* **WHAT IS REQUIRED**
Nothing outside the range below should be printed. Output exactly the lines from the line with "assert_eq!(s.total_positions, 4);" to the line with "assert_eq!(s.sell, 2);", both included.

* **DATA RECORDS**
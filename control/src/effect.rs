//! Identity of the five effect knobs.

/// Effect a knob is bound to.
///
/// The key is the value of the knob element's data attribute; the element
/// ids of the two optional companions are derived from it by convention.
#[derive(Debug, Clone, Copy, PartialEq, Eq)]
#[cfg_attr(feature = "defmt", derive(defmt::Format))]
pub enum Effect {
    Distortion,
    Chorus,
    Reverb,
    Delay,
    Compressor,
}

impl Effect {
    pub const ALL: [Effect; 5] = [
        Effect::Distortion,
        Effect::Chorus,
        Effect::Reverb,
        Effect::Delay,
        Effect::Compressor,
    ];

    #[must_use]
    pub fn key(self) -> &'static str {
        match self {
            Self::Distortion => "dist",
            Self::Chorus => "chorus",
            Self::Reverb => "reverb",
            Self::Delay => "delay",
            Self::Compressor => "comp",
        }
    }

    /// Id of the companion element showing the percentage readout.
    #[must_use]
    pub fn percent_display_id(self) -> &'static str {
        match self {
            Self::Distortion => "dist-value",
            Self::Chorus => "chorus-value",
            Self::Reverb => "reverb-value",
            Self::Delay => "delay-value",
            Self::Compressor => "comp-value",
        }
    }

    /// Id of the companion field storing the submitted value.
    #[must_use]
    pub fn stored_field_id(self) -> &'static str {
        match self {
            Self::Distortion => "dist-hidden-input",
            Self::Chorus => "chorus-hidden-input",
            Self::Reverb => "reverb-hidden-input",
            Self::Delay => "delay-hidden-input",
            Self::Compressor => "comp-hidden-input",
        }
    }
}
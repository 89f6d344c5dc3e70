use calamine::{open_workbook_auto, Data, DataType, Range, Reader};
use credit_desk_core::holdings::record::{RawCell, RawRecord};
use tracing::debug;

use super::file::resolve_path;

/// Read one worksheet of a workbook; the first row holds the headers.
pub fn read_sheet(path: &str, sheet: &str) -> Result<Vec<RawRecord>, Box<dyn std::error::Error>> {
    let canonical = resolve_path(path)?;
    let mut workbook = open_workbook_auto(&canonical)
        .map_err(|e| format!("Failed to open '{}': {}", canonical.display(), e))?;
    let range = workbook
        .worksheet_range(sheet)
        .map_err(|e| format!("Sheet '{}' not found in '{}': {}", sheet, canonical.display(), e))?;
    debug!(sheet, rows = range.height(), cols = range.width(), "read worksheet");
    Ok(records_from_range(&range))
}

pub fn records_from_range(range: &Range<Data>) -> Vec<RawRecord> {
    let mut rows = range.rows();
    let headers: Vec<String> = match rows.next() {
        Some(header) => header.iter().map(|c| c.to_string().trim().to_string()).collect(),
        None => return Vec::new(),
    };

    rows.map(|row| {
        let mut record = RawRecord::new();
        for (header, cell) in headers.iter().zip(row) {
            if !header.is_empty() {
                record.insert(header, to_raw_cell(cell));
            }
        }
        record
    })
    .filter(|r| !r.is_blank())
    .collect()
}

fn to_raw_cell(cell: &Data) -> RawCell {
    match cell {
        Data::Empty => RawCell::Empty,
        Data::Bool(b) => RawCell::Bool(*b),
        Data::Int(i) => RawCell::Number(*i as f64),
        Data::Float(f) => RawCell::Number(*f),
        Data::String(s) => RawCell::Text(s.clone()),
        Data::DateTime(_) | Data::DateTimeIso(_) => cell
            .as_date()
            .map(RawCell::Date)
            .unwrap_or_else(|| RawCell::Text(cell.to_string())),
        Data::DurationIso(s) => RawCell::Text(s.clone()),
        // #N/A and friends survive as text so the normalizer reports them
        Data::Error(e) => RawCell::Text(e.to_string()),
    }
}
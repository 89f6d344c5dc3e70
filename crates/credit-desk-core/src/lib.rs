pub mod calendar;
pub mod display;
pub mod error;
pub mod types;

#[cfg(feature = "holdings")]
pub mod holdings;

#[cfg(feature = "recovery")]
pub mod recovery;

#[cfg(feature = "recovery")]
pub mod config;

pub use error::CreditDeskError;
pub use types::*;

/// Standard result type for all credit-desk operations
pub type CreditDeskResult<T> = Result<T, CreditDeskError>;
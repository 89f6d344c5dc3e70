use serde_json::Value;
use std::io::{self, Write};

/// Pretty-print JSON to stdout.
pub fn print_json(value: &Value) {
    let stdout = io::stdout();
    let mut out = stdout.lock();
    let written = serde_json::to_writer_pretty(&mut out, value)
        .map_err(io::Error::from)
        .and_then(|_| writeln!(out));
    if let Err(e) = written {
        eprintln!("JSON serialization error: {}", e);
    }
}
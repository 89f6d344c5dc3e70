//! Business-day counting without a holiday calendar (Monday to Friday).

use chrono::{Datelike, Duration, NaiveDate, Weekday};
use serde::{Deserialize, Serialize};

/// How the endpoints of an acquisition → evaluation range are counted.
#[derive(Debug, Clone, Copy, Default, PartialEq, Eq, Serialize, Deserialize)]
#[serde(rename_all = "snake_case")]
pub enum BusinessDayConvention {
    /// Weekdays in `[start, end]`, both endpoints counted.
    #[default]
    Inclusive,
    /// Weekdays in `[start, end)`: a same-day range counts zero.
    HalfOpen,
}

pub fn is_business_day(date: NaiveDate) -> bool {
    !matches!(date.weekday(), Weekday::Sat | Weekday::Sun)
}

/// Count weekdays between `start` and `end` under `convention`.
///
/// Returns zero when `start` is after `end`.
pub fn business_days_between(
    start: NaiveDate,
    end: NaiveDate,
    convention: BusinessDayConvention,
) -> u32 {
    if start > end {
        return 0;
    }
    let half_open = weekdays_before(start, end);
    match convention {
        BusinessDayConvention::HalfOpen => half_open,
        BusinessDayConvention::Inclusive => half_open + u32::from(is_business_day(end)),
    }
}

/// Weekdays in `[start, end)`.
fn weekdays_before(start: NaiveDate, end: NaiveDate) -> u32 {
    let span = (end - start).num_days();
    if span <= 0 {
        return 0;
    }
    let full_weeks = span / 7;
    let mut count = full_weeks * 5;
    let mut date = start + Duration::days(full_weeks * 7);
    while date < end {
        if is_business_day(date) {
            count += 1;
        }
        date += Duration::days(1);
    }
    count as u32
}

#[cfg(test)]
mod tests {
    use super::*;

    fn d(y: i32, m: u32, day: u32) -> NaiveDate {
        NaiveDate::from_ymd_opt(y, m, day).unwrap()
    }

    #[test]
    fn test_same_day_half_open_is_zero() {
        let monday = d(2024, 6, 3);
        assert_eq!(
            business_days_between(monday, monday, BusinessDayConvention::HalfOpen),
            0
        );
    }

    #[test]
    fn test_same_day_inclusive_counts_weekday() {
        let monday = d(2024, 6, 3);
        let saturday = d(2024, 6, 8);
        assert_eq!(
            business_days_between(monday, monday, BusinessDayConvention::Inclusive),
            1
        );
        assert_eq!(
            business_days_between(saturday, saturday, BusinessDayConvention::Inclusive),
            0
        );
    }

    #[test]
    fn test_one_full_week() {
        // Mon 3 Jun -> Mon 10 Jun: Mon..Fri = 5 half-open, 6 inclusive
        let start = d(2024, 6, 3);
        let end = d(2024, 6, 10);
        assert_eq!(business_days_between(start, end, BusinessDayConvention::HalfOpen), 5);
        assert_eq!(business_days_between(start, end, BusinessDayConvention::Inclusive), 6);
    }

    #[test]
    fn test_weekend_start() {
        // Sat 8 Jun -> Wed 12 Jun: Mon, Tue = 2
        let start = d(2024, 6, 8);
        let end = d(2024, 6, 12);
        assert_eq!(business_days_between(start, end, BusinessDayConvention::HalfOpen), 2);
    }

    #[test]
    fn test_full_year_2024() {
        // 2024 has 262 weekdays
        let start = d(2024, 1, 1);
        let end = d(2025, 1, 1);
        assert_eq!(business_days_between(start, end, BusinessDayConvention::HalfOpen), 262);
    }

    #[test]
    fn test_future_start_is_zero() {
        let start = d(2025, 1, 10);
        let end = d(2025, 1, 1);
        assert_eq!(business_days_between(start, end, BusinessDayConvention::Inclusive), 0);
    }

    #[test]
    fn test_default_counts_both_endpoints() {
        // Mon 3 Jun -> Mon 10 Jun, counted the way a bdate_range length is
        let start = d(2024, 6, 3);
        let end = d(2024, 6, 10);
        let convention = BusinessDayConvention::default();
        assert_eq!(convention, BusinessDayConvention::Inclusive);
        assert_eq!(business_days_between(start, end, convention), 6);
        assert_eq!(business_days_between(start, start, convention), 1);
    }
}
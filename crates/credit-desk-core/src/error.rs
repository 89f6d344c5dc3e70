use thiserror::Error;

#[derive(Debug, Error)]
pub enum CreditDeskError {
    #[error("Invalid input: {field} — {reason}")]
    InvalidInput { field: String, reason: String },

    #[error("Serialization error: {0}")]
    SerializationError(String),
}

impl From<serde_json::Error> for CreditDeskError {
    fn from(e: serde_json::Error) -> Self {
        CreditDeskError::SerializationError(e.to_string())
    }
}
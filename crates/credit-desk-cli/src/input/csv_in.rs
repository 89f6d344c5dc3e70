use std::fs::File;
use std::io::Read;

use credit_desk_core::holdings::record::{RawCell, RawRecord};

use super::file::resolve_path;

/// Read a delimited text export. Every cell arrives as text; coercion
/// happens in the normalizer.
pub fn read_csv(path: &str, delimiter: u8) -> Result<Vec<RawRecord>, Box<dyn std::error::Error>> {
    let canonical = resolve_path(path)?;
    let file = File::open(&canonical)
        .map_err(|e| format!("Failed to open '{}': {}", canonical.display(), e))?;
    records_from_reader(file, delimiter)
        .map_err(|e| format!("Failed to parse '{}': {}", canonical.display(), e).into())
}

pub fn records_from_reader<R: Read>(
    reader: R,
    delimiter: u8,
) -> Result<Vec<RawRecord>, Box<dyn std::error::Error>> {
    let mut rdr = csv::ReaderBuilder::new()
        .delimiter(delimiter)
        .flexible(true)
        .from_reader(reader);

    let headers: Vec<String> = rdr
        .headers()?
        .iter()
        .map(|h| h.trim_start_matches('\u{feff}').trim().to_string())
        .collect();

    let mut records = Vec::new();
    for row in rdr.records() {
        let row = row?;
        let mut record = RawRecord::new();
        for (header, value) in headers.iter().zip(row.iter()) {
            if header.is_empty() {
                continue;
            }
            let cell = if value.trim().is_empty() {
                RawCell::Empty
            } else {
                RawCell::Text(value.to_string())
            };
            record.insert(header, cell);
        }
        if !record.is_blank() {
            records.push(record);
        }
    }
    Ok(records)
}
use rust_decimal::Decimal;
use serde::{Deserialize, Serialize};
use std::collections::BTreeSet;

use super::metrics::{EnrichedRecord, Recommendation};
use crate::display::format_currency;
use crate::types::Money;

/// Totals for a filtered holdings view.
#[derive(Debug, Clone, PartialEq, Serialize, Deserialize)]
pub struct HoldingsSummary {
    /// Rows (account positions) left to evaluate
    pub total_positions: usize,
    /// Distinct asset names among those rows
    pub unique_assets: usize,
    /// Sum of defined `Valor Total Mercado`
    pub total_market_value: Money,
    pub total_market_value_display: String,
    /// The volume sum left decimal range; the totals above are zero
    #[serde(default, skip_serializing_if = "std::ops::Not::not")]
    pub volume_overflow: bool,
    pub sell: usize,
    pub consider_sell: usize,
    pub consider_reallocate: usize,
    pub no_suggestion: usize,
}

pub fn summarize(records: &[EnrichedRecord]) -> HoldingsSummary {
    let unique_assets: BTreeSet<&str> = records
        .iter()
        .filter_map(|r| r.asset.asset.as_deref())
        .collect();
    let volume = records
        .iter()
        .filter_map(|r| r.asset.total_market_value)
        .try_fold(Decimal::ZERO, |acc, v| acc.checked_add(v));
    let total_market_value = volume.unwrap_or(Decimal::ZERO);
    let count = |rec: Recommendation| records.iter().filter(|r| r.recommendation == rec).count();

    HoldingsSummary {
        total_positions: records.len(),
        unique_assets: unique_assets.len(),
        total_market_value,
        total_market_value_display: format_currency(total_market_value),
        volume_overflow: volume.is_none(),
        sell: count(Recommendation::Sell),
        consider_sell: count(Recommendation::ConsiderSell),
        consider_reallocate: count(Recommendation::ConsiderReallocate),
        no_suggestion: count(Recommendation::None),
    }
}

impl Default for HoldingsSummary {
    fn default() -> Self {
        summarize(&[])
    }
}

#[cfg(test)]
mod tests {
    use super::*;
    use crate::holdings::record::{AssetRecord, AssetType};
    use rust_decimal_macros::dec;

    fn position(asset: &str, value: Option<Decimal>, rec: Recommendation) -> EnrichedRecord {
        let mut a = AssetRecord::empty(AssetType::Cri);
        a.asset = Some(asset.to_string());
        a.total_market_value = value;
        EnrichedRecord {
            asset: a,
            business_days_elapsed: None,
            annualized_return: None,
            recommendation: rec,
        }
    }

    #[test]
    fn test_summary_counts_and_volume() {
        let records = vec![
            position("CRI-A", Some(dec!(150000.50)), Recommendation::Sell),
            position("CRI-A", Some(dec!(49999.50)), Recommendation::Sell),
            position("CRI-B", None, Recommendation::ConsiderSell),
            position("CRI-C", Some(dec!(1000000)), Recommendation::None),
        ];
        let s = summarize(&records);
        assert_eq!(s.total_positions, 4);
        assert_eq!(s.unique_assets, 3);
        assert_eq!(s.total_market_value, dec!(1200000));
        assert_eq!(s.total_market_value_display, "R$ 1.200.000,00");
        assert_eq!(s.sell, 2);
        assert_eq!(s.consider_sell, 1);
        assert_eq!(s.consider_reallocate, 0);
        assert_eq!(s.no_suggestion, 1);
    }

    #[test]
    fn test_volume_overflow_is_flagged_not_fatal() {
        let records = vec![
            position("CRI-A", Some(Decimal::MAX), Recommendation::Sell),
            position("CRI-B", Some(Decimal::MAX), Recommendation::None),
        ];
        let s = summarize(&records);
        assert!(s.volume_overflow);
        assert_eq!(s.total_market_value, Decimal::ZERO);
        assert_eq!(s.total_positions, 2);
        assert_eq!(s.sell, 1);
    }

    #[test]
    fn test_empty_summary() {
        let s = HoldingsSummary::default();
        assert_eq!(s.total_positions, 0);
        assert_eq!(s.total_market_value, Decimal::ZERO);
        assert_eq!(s.total_market_value_display, "R$ 0,00");
        assert!(!s.volume_overflow);
    }
}
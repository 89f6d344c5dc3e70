//! Display rows for the filtered view, one string per export column.

use serde::{Deserialize, Serialize};

use super::metrics::EnrichedRecord;
use crate::display::{format_date, format_money, format_plain, format_rate};
use crate::types::{Money, Rate};

/// Column order of the exported sheet.
pub const DISPLAY_COLUMNS: [&str; 20] = [
    "Conta",
    "Tipo",
    "Emissor",
    "Ativo",
    "Indexador",
    "Taxa Compra",
    "Data Aquisição",
    "Valor PU Mercado",
    "Valor PU Custo",
    "Valor PU Curva",
    "Ágio ou Deságio",
    "Percentual Ágio ou Deságio",
    "Valor Acumulado Proventos",
    "Duration",
    "Rentabilidade",
    "Percentual Rentabilidade",
    "Percentual Carrego CDI",
    "Valor Total Mercado",
    "ROI Anualizado",
    "Sugestão",
];

/// A holding rendered for presentation. Undefined values are empty strings.
#[derive(Debug, Clone, Default, PartialEq, Eq, Serialize, Deserialize)]
pub struct DisplayRow {
    #[serde(rename = "Conta")]
    pub account: String,
    #[serde(rename = "Tipo")]
    pub asset_type: String,
    #[serde(rename = "Emissor")]
    pub issuer: String,
    #[serde(rename = "Ativo")]
    pub asset: String,
    #[serde(rename = "Indexador")]
    pub index: String,
    #[serde(rename = "Taxa Compra")]
    pub purchase_rate: String,
    #[serde(rename = "Data Aquisição")]
    pub acquisition_date: String,
    #[serde(rename = "Valor PU Mercado")]
    pub market_unit_price: String,
    #[serde(rename = "Valor PU Custo")]
    pub cost_unit_price: String,
    #[serde(rename = "Valor PU Curva")]
    pub curve_unit_price: String,
    #[serde(rename = "Ágio ou Deságio")]
    pub premium_discount: String,
    #[serde(rename = "Percentual Ágio ou Deságio")]
    pub premium_discount_pct: String,
    #[serde(rename = "Valor Acumulado Proventos")]
    pub accumulated_proceeds: String,
    #[serde(rename = "Duration")]
    pub duration: String,
    #[serde(rename = "Rentabilidade")]
    pub realized_return: String,
    #[serde(rename = "Percentual Rentabilidade")]
    pub realized_return_pct: String,
    #[serde(rename = "Percentual Carrego CDI")]
    pub carry_over_cdi: String,
    #[serde(rename = "Valor Total Mercado")]
    pub total_market_value: String,
    #[serde(rename = "ROI Anualizado")]
    pub annualized_return: String,
    #[serde(rename = "Sugestão")]
    pub recommendation: String,
}

fn money(v: Option<Money>) -> String {
    v.map(format_money).unwrap_or_default()
}

fn rate(v: Option<Rate>) -> String {
    v.map(format_rate).unwrap_or_default()
}

impl From<&EnrichedRecord> for DisplayRow {
    fn from(r: &EnrichedRecord) -> Self {
        let a = &r.asset;
        DisplayRow {
            account: a.account.clone().unwrap_or_default(),
            asset_type: a.asset_type.label().to_string(),
            issuer: a.issuer.clone().unwrap_or_default(),
            asset: a.asset.clone().unwrap_or_default(),
            index: a.index.clone().unwrap_or_default(),
            purchase_rate: rate(a.purchase_rate),
            acquisition_date: a.acquisition_date.map(format_date).unwrap_or_default(),
            market_unit_price: money(a.market_unit_price),
            cost_unit_price: money(a.cost_unit_price),
            curve_unit_price: money(a.curve_unit_price),
            premium_discount: money(a.premium_discount),
            premium_discount_pct: rate(a.premium_discount_pct),
            accumulated_proceeds: money(a.accumulated_proceeds),
            duration: a.duration.map(|d| format_plain(d, 2)).unwrap_or_default(),
            realized_return: money(a.realized_return),
            realized_return_pct: rate(a.realized_return_pct),
            carry_over_cdi: rate(a.carry_over_cdi),
            total_market_value: money(a.total_market_value),
            annualized_return: rate(r.annualized_return),
            recommendation: r.recommendation.label().to_string(),
        }
    }
}

pub fn display_rows(records: &[EnrichedRecord]) -> Vec<DisplayRow> {
    records.iter().map(DisplayRow::from).collect()
}

#[cfg(test)]
mod tests {
    use super::*;
    use crate::holdings::metrics::Recommendation;
    use crate::holdings::record::{AssetRecord, AssetType};
    use chrono::NaiveDate;
    use rust_decimal_macros::dec;

    #[test]
    fn test_display_row_formats_each_column() {
        let mut a = AssetRecord::empty(AssetType::Debenture);
        a.account = Some("998877".into());
        a.asset = Some("ENGIA1".into());
        a.purchase_rate = Some(dec!(0.0675));
        a.acquisition_date = NaiveDate::from_ymd_opt(2023, 1, 9);
        a.total_market_value = Some(dec!(1234567.8));
        a.duration = Some(dec!(3.456));
        let row = DisplayRow::from(&EnrichedRecord {
            asset: a,
            business_days_elapsed: Some(400),
            annualized_return: Some(dec!(0.11111)),
            recommendation: Recommendation::ConsiderReallocate,
        });
        assert_eq!(row.account, "998877");
        assert_eq!(row.asset_type, "Debênture");
        assert_eq!(row.purchase_rate, "6,75");
        assert_eq!(row.acquisition_date, "09/01/2023");
        assert_eq!(row.total_market_value, "1.234.567,80");
        assert_eq!(row.duration, "3,46");
        assert_eq!(row.annualized_return, "11,11");
        assert_eq!(row.recommendation, "Avaliar Realocação");
    }

    #[test]
    fn test_undefined_values_render_empty() {
        let row = DisplayRow::from(&EnrichedRecord {
            asset: AssetRecord::empty(AssetType::Cra),
            business_days_elapsed: None,
            annualized_return: None,
            recommendation: Recommendation::None,
        });
        assert_eq!(row.annualized_return, "");
        assert_eq!(row.market_unit_price, "");
        assert_eq!(row.recommendation, "");
        assert_eq!(row.asset_type, "CRA");
    }

    #[test]
    fn test_serialized_keys_match_display_columns() {
        let value = serde_json::to_value(DisplayRow::default()).unwrap();
        let mut keys: Vec<&str> = value.as_object().unwrap().keys().map(|k| k.as_str()).collect();
        let mut expected: Vec<&str> = DISPLAY_COLUMNS.to_vec();
        keys.sort();
        expected.sort();
        assert_eq!(keys, expected);
    }
}
//! Metric engine: elapsed business days, annualized return and the
//! sell / hold / reallocate recommendation for each holding.

use chrono::NaiveDate;
use rust_decimal::MathematicalOps;
use rust_decimal::Decimal;
use rust_decimal_macros::dec;
use serde::{Deserialize, Serialize};
use std::fmt;
use tracing::warn;

use super::record::AssetRecord;
use crate::calendar::{business_days_between, BusinessDayConvention};
use crate::types::Rate;

// ---------------------------------------------------------------------------
// Constants
// ---------------------------------------------------------------------------

/// Nominal business days per year used to annualize returns.
pub const ANNUALIZATION_BASE: Decimal = dec!(252);

const REALIZED_RETURN_SELL_THRESHOLD: Rate = dec!(0.8);
const SHORT_DURATION_YEARS: Decimal = dec!(2);
const LOW_CARRY_THRESHOLD: Rate = dec!(0.7);
const HIGH_CARRY_THRESHOLD: Rate = dec!(1);

// ---------------------------------------------------------------------------
// Recommendation
// ---------------------------------------------------------------------------

#[derive(Debug, Clone, Copy, Default, PartialEq, Eq, Hash, PartialOrd, Ord, Serialize, Deserialize)]
pub enum Recommendation {
    Sell,
    ConsiderSell,
    ConsiderReallocate,
    #[default]
    None,
}

impl Recommendation {
    /// Label written to the `Sugestão` column. `None` renders empty.
    pub fn label(&self) -> &'static str {
        match self {
            Recommendation::Sell => "Vender",
            Recommendation::ConsiderSell => "Avaliar Venda",
            Recommendation::ConsiderReallocate => "Avaliar Realocação",
            Recommendation::None => "",
        }
    }
}

impl fmt::Display for Recommendation {
    fn fmt(&self, f: &mut fmt::Formatter<'_>) -> fmt::Result {
        f.write_str(self.label())
    }
}

/// One row of the ordered decision list.
#[derive(Debug, Clone, Copy)]
pub struct RecommendationRule {
    pub name: &'static str,
    pub condition: fn(&AssetRecord) -> bool,
    pub outcome: Recommendation,
}

/// Evaluated top-down; the first rule whose condition holds decides.
/// An undefined field never satisfies a condition.
pub const RECOMMENDATION_RULES: &[RecommendationRule] = &[
    RecommendationRule {
        name: "premium_over_curve",
        condition: trades_at_premium,
        outcome: Recommendation::Sell,
    },
    RecommendationRule {
        name: "realized_return_above_80pct",
        condition: realized_most_of_return,
        outcome: Recommendation::Sell,
    },
    RecommendationRule {
        name: "duration_up_to_2y",
        condition: short_duration,
        outcome: Recommendation::ConsiderSell,
    },
    RecommendationRule {
        name: "carry_below_70pct_cdi",
        condition: low_carry,
        outcome: Recommendation::ConsiderSell,
    },
    RecommendationRule {
        name: "carry_above_100pct_cdi",
        condition: high_carry,
        outcome: Recommendation::ConsiderReallocate,
    },
];

fn trades_at_premium(r: &AssetRecord) -> bool {
    matches!(r.premium_discount_pct, Some(v) if v > Decimal::ZERO)
}

fn realized_most_of_return(r: &AssetRecord) -> bool {
    matches!(r.realized_return_pct, Some(v) if v > REALIZED_RETURN_SELL_THRESHOLD)
}

fn short_duration(r: &AssetRecord) -> bool {
    matches!(r.duration, Some(v) if v <= SHORT_DURATION_YEARS)
}

fn low_carry(r: &AssetRecord) -> bool {
    matches!(r.carry_over_cdi, Some(v) if v < LOW_CARRY_THRESHOLD)
}

fn high_carry(r: &AssetRecord) -> bool {
    matches!(r.carry_over_cdi, Some(v) if v > HIGH_CARRY_THRESHOLD)
}

/// The first rule that fires for `record`, if any.
pub fn matching_rule(record: &AssetRecord) -> Option<&'static RecommendationRule> {
    RECOMMENDATION_RULES
        .iter()
        .find(|rule| (rule.condition)(record))
}

pub fn recommend(record: &AssetRecord) -> Recommendation {
    matching_rule(record)
        .map(|rule| rule.outcome)
        .unwrap_or_default()
}

// ---------------------------------------------------------------------------
// Returns
// ---------------------------------------------------------------------------

/// `(1 + r)^(252 / d) − 1`, defined only for `d > 0` and `1 + r > 0`.
///
/// A power that overflows decimal range is reported as undefined.
pub fn annualized_return(realized_return_pct: Option<Rate>, business_days: Option<u32>) -> Option<Rate> {
    let r = realized_return_pct?;
    let d = business_days.filter(|d| *d > 0)?;
    let base = Decimal::ONE.checked_add(r)?;
    if base <= Decimal::ZERO {
        return None;
    }
    let exponent = ANNUALIZATION_BASE / Decimal::from(d);
    match base.checked_powd(exponent) {
        Some(grown) => Some(grown - Decimal::ONE),
        None => {
            warn!(%r, d, "annualized return out of decimal range");
            None
        }
    }
}

// ---------------------------------------------------------------------------
// Enrichment
// ---------------------------------------------------------------------------

/// A normalized holding plus its derived metrics. The source record is
/// copied, never mutated.
#[derive(Debug, Clone, PartialEq, Serialize, Deserialize)]
pub struct EnrichedRecord {
    #[serde(flatten)]
    pub asset: AssetRecord,
    pub business_days_elapsed: Option<u32>,
    pub annualized_return: Option<Rate>,
    pub recommendation: Recommendation,
}

pub fn enrich(
    record: &AssetRecord,
    evaluation_date: NaiveDate,
    convention: BusinessDayConvention,
) -> EnrichedRecord {
    let business_days_elapsed = record
        .acquisition_date
        .map(|acquired| business_days_between(acquired, evaluation_date, convention));
    // a holding bought on the evaluation date has no elapsed period to annualize
    let annualized = match record.acquisition_date {
        Some(acquired) if acquired < evaluation_date => {
            annualized_return(record.realized_return_pct, business_days_elapsed)
        }
        _ => None,
    };
    EnrichedRecord {
        asset: record.clone(),
        business_days_elapsed,
        annualized_return: annualized,
        recommendation: recommend(record),
    }
}

pub fn enrich_all(
    records: &[AssetRecord],
    evaluation_date: NaiveDate,
    convention: BusinessDayConvention,
) -> Vec<EnrichedRecord> {
    records
        .iter()
        .map(|r| enrich(r, evaluation_date, convention))
        .collect()
}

* **SOLUTION TO THE PROBLEM**
        assert_eq!(s.total_positions, 4);
        assert_eq!(s.unique_assets, 3);
        assert_eq!(s.total_market_value, dec!(1200000));
        assert_eq!(s.total_market_value_display, "R$ 1.200.000,00");
        assert_eq!(s.sell, 2);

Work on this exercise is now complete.